Hello Rüdiger!
I strongly discourage using separate databases. The reason is that a
database is considerably heavy entity. There is a certain hard limit on the
number of simultaneously running databases, 10 or so by default. You may try
to raise the hardlimit (the hardlimit is set at compile time, you will need
to recompile Sedna) or you may try to launch multiple governer instances.
However it doesn't worth the effort. Sedna was not designed to support an
arbitrary number of databases. Each database needs 100MB of memory for
caching data from database files. The amount of used memory is configurable,
however lowering it below certain point will hamper the performance.

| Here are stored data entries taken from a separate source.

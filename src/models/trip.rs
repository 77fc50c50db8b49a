use crate::models::money;
use crate::models::place::PlaceSummary;
use serde::{Deserialize, Serialize};

#[derive(Debug, Clone, Serialize)]
#[serde(rename_all = "camelCase")]
pub struct Budget {
    #[serde(rename = "amount", serialize_with = "money::serialize_cents")]
    pub amount_cents: i64,
    pub currency: String,
}

#[derive(Debug, Clone, Serialize)]
#[serde(rename_all = "camelCase")]
pub struct Trip {
    pub id: i64,
    pub name: String,
    pub description: Option<String>,
    pub start_date: String,
    pub end_date: String,
    pub origin: Option<String>,
    pub destination: String,
    pub budget: Option<Budget>,
    pub owner_id: Option<i64>,
    pub is_active: bool,
    pub cover_image: Option<String>,
    pub notes: Option<String>,
    pub plan: Option<String>,
    pub places: Vec<PlaceSummary>,
    pub created_at: String,
    pub updated_at: String,
}

/// A trip with the expense totals derived from its expense rows.
#[derive(Debug, Clone, Serialize)]
#[serde(rename_all = "camelCase")]
pub struct TripWithCosts {
    #[serde(flatten)]
    pub trip: Trip,
    #[serde(
        rename = "totalExpenses",
        serialize_with = "money::serialize_cents"
    )]
    pub total_expense_cents: i64,
    pub total_expenses_count: i64,
    #[serde(serialize_with = "money::serialize_opt_cents")]
    pub budget_remaining: Option<i64>,
}

impl TripWithCosts {
    /// Attach expense totals to a trip. `budget_remaining` stays `None`
    /// when the trip has no declared budget.
    pub fn new(trip: Trip, total_expense_cents: i64, total_expenses_count: i64) -> Self {
        let budget_remaining = trip
            .budget
            .as_ref()
            .map(|b| b.amount_cents - total_expense_cents);
        Self {
            trip,
            total_expense_cents,
            total_expenses_count,
            budget_remaining,
        }
    }
}

#[derive(Debug, Clone, Deserialize)]
#[serde(rename_all = "camelCase")]
pub struct NewBudget {
    pub amount: Option<f64>,
    pub currency: Option<String>,
}

#[derive(Debug, Clone, Deserialize)]
#[serde(rename_all = "camelCase")]
pub struct NewTrip {
    #[serde(default)]
    pub name: String,
    pub description: Option<String>,
    #[serde(default)]
    pub start_date: String,
    #[serde(default)]
    pub end_date: String,
    pub origin: Option<String>,
    #[serde(default)]
    pub destination: String,
    pub budget: Option<NewBudget>,
    pub owner_id: Option<i64>,
    #[serde(default = "default_active")]
    pub is_active: bool,
    pub cover_image: Option<String>,
    pub notes: Option<String>,
}

fn default_active() -> bool {
    true
}

#[derive(Debug, Clone, Default, Deserialize)]
#[serde(rename_all = "camelCase")]
pub struct UpdateTrip {
    pub name: Option<String>,
    pub description: Option<String>,
    pub start_date: Option<String>,
    pub end_date: Option<String>,
    pub origin: Option<String>,
    pub destination: Option<String>,
    pub budget: Option<NewBudget>,
    pub is_active: Option<bool>,
    pub cover_image: Option<String>,
    pub notes: Option<String>,
}
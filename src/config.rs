use std::env;
use std::path::PathBuf;

/// Settings for the generative-language API.
#[derive(Debug, Clone)]
pub struct GeminiConfig {
    /// API key; `None` disables the AI endpoints (they answer 503).
    pub api_key: Option<String>,
    pub base_url: String,
    pub model: String,
}

pub const DEFAULT_GEMINI_BASE_URL: &str = "https://generativelanguage.googleapis.com/v1beta";
pub const DEFAULT_GEMINI_MODEL: &str = "gemini-2.0-flash";

#[derive(Debug, Clone)]
pub struct Config {
    pub host: String,
    pub port: u16,
    pub database_path: PathBuf,
    pub migrations_path: PathBuf,
    pub gemini: GeminiConfig,
}

impl Config {
    pub fn from_env() -> Self {
        dotenvy::dotenv().ok();

        let gemini = GeminiConfig {
            api_key: env::var("GEMINI_API_KEY").ok().filter(|k| !k.is_empty()),
            base_url: env::var("WAYFARER_GEMINI_BASE_URL")
                .unwrap_or_else(|_| DEFAULT_GEMINI_BASE_URL.into()),
            model: env::var("WAYFARER_GEMINI_MODEL")
                .unwrap_or_else(|_| DEFAULT_GEMINI_MODEL.into()),
        };

        if gemini.api_key.is_none() {
            tracing::warn!("GEMINI_API_KEY not set, AI plan endpoints will be unavailable");
        }

        Self {
            host: env::var("WAYFARER_HOST").unwrap_or_else(|_| "0.0.0.0".into()),
            port: env::var("WAYFARER_PORT")
                .ok()
                .and_then(|p| p.parse().ok())
                .unwrap_or(5000),
            database_path: env::var("WAYFARER_DATABASE_URL")
                .map(|v| {
                    PathBuf::from(
                        v.strip_prefix("sqlite://")
                            .or_else(|| v.strip_prefix("sqlite:"))
                            .unwrap_or(&v),
                    )
                })
                .unwrap_or_else(|_| PathBuf::from("data/wayfarer.db")),
            migrations_path: env::var("WAYFARER_MIGRATIONS_PATH")
                .map(PathBuf::from)
                .unwrap_or_else(|_| PathBuf::from("migrations")),
            gemini,
        }
    }

    pub fn address(&self) -> String {
        format!("{}:{}", self.host, self.port)
    }
}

For
typical applications 100MB is barely enough. And databases aren't
collaborative - each one gets its own private buffer memory. So, performing
a trivial calculation, we discover that 10 databases will consume 1GB of
memory with default settings. There could be other scaling issues as well.

Starting databases on demand and shutting them down after a certain timeout
doesn't sound as a good solution for me. First, databases aren't designed to
startup and shutdown fast. Second, when a database is turned off all cached
data is lost. If later a database is restarted the data must be re-read from
disk. And certainly you not only get more reads but more writes as well. The
reason is that before turning a database off all modified data must be
flushed from buffer memory to disk.

Personally, I would store all data in a single database. Roughly, internally
Sedna storage works as follows. Every document is split in multiple 64KB
blocks, standalone documents are not intermixed at the block level. In
contrast, documents stored in a collection are merged in non-trivial way. If
you arrange your data as standlaone documents, they won't "disturb" each
other.

Currently Sedna doesn't take advantage of multiple disks and data
distribution across several files is not availible. Huge database file is
not necessary bad. In the ideal circumstances file clusters would be
allocated sequentially and large file would have larger seek times since HDD
heads travel a longer distance on average. However in the real world file
gets fragmented and intermixed with other files. The larger file still
incurs a minor slowdown of course, but not by an order of magnitude :-)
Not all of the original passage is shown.